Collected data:
════════════════════

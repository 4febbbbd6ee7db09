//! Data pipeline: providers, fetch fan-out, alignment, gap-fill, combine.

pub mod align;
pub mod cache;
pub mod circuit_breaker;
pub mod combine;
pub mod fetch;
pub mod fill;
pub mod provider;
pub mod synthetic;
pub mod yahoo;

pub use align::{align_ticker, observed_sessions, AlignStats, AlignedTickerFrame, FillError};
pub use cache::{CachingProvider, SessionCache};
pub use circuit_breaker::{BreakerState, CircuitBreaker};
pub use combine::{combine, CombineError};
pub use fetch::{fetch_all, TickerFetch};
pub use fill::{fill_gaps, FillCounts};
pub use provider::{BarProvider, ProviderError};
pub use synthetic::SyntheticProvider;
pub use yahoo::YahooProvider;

════════════════════

§ **What this task involves**: Only a number is expected here: the count of lines in the records above that include the word "combine".

§ **Output below**: 3